Da tradição realista do preciosismo, Hopper lançou um olhar crítico sobre o cotidiano das cidades americanas, que materializou com sua técnica perfeita de cores frias. De acordo com Kandinsky, a profundidade do azul tem “gravidade solene” e “atrai o homem para o infinito” – o que se nota na obra desse ídolo de Lynch. Das janelas e telhados dos velhos prédios de Nova York, Hopper então criou cenas e mistérios em miniatura, que a maioria das pessoas sequer notaria.
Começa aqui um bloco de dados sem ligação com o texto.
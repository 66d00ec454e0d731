//! Strategy layer.
//!
//! Pure decision logic with no I/O: Martingale stake sizing and the
//! early-outcome predictor. The engine owns all state; these modules
//! compute values from what they are handed.

pub mod predictor;
pub mod staking;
Hopper também influenciou o posterior Coração Selvagem (1990), de Lynch. Mas, se as imagens e cores das cidadezinhas americanas nos levam principalmente à obra desse pintor, Lynch não chegou a recriar seus quadros. Ao contrário do que fez Wim Wenders em O fim da violência (1997), por exemplo, que mostra um cenário similar ao do icônico Nighthawks (1942).
Em Veludo Azul – e na obra de Lynch como um todo – o que há de mais sombrio nos lugares tipicamente americanos sempre vem à tona. Ou seja, tudo o que jaz sob a máscara de hipocrisia, conservadorismo e falso moralismo dos “cidadãos de bem” inevitavelmente será revelado. Desse modo, o cineasta faz uma crítica um tanto quanto ácida aos valores tradicionais da sociedade.
Referências
Dicionário de símbolos (2020), de Jean Chevalier e Alain Gheerbrant.
“Retrato de cineasta pintando en el estudio: relaciones entre pintura y cine en David Lynch: The Art Life (2016)“, de Ángel Justo Estebaranz (2018).
American Realism (2015), de Gerry Souter.
Masters of Cinema: David Lynch (2010), de Thierry Jousse.
Mythology, Madness, and Laughter: Subjectivity in German Idealism (2009), de Markus Gabriel e Slavoj Zizek.
O cinema limítrofe de David Lynch (Tese, PUC/SP, 2003), de Rogerio Ferraraz.
“Blue Velvet – a mixed genre film with horror film sound” (FilmSound.org), por Ken Dancynger.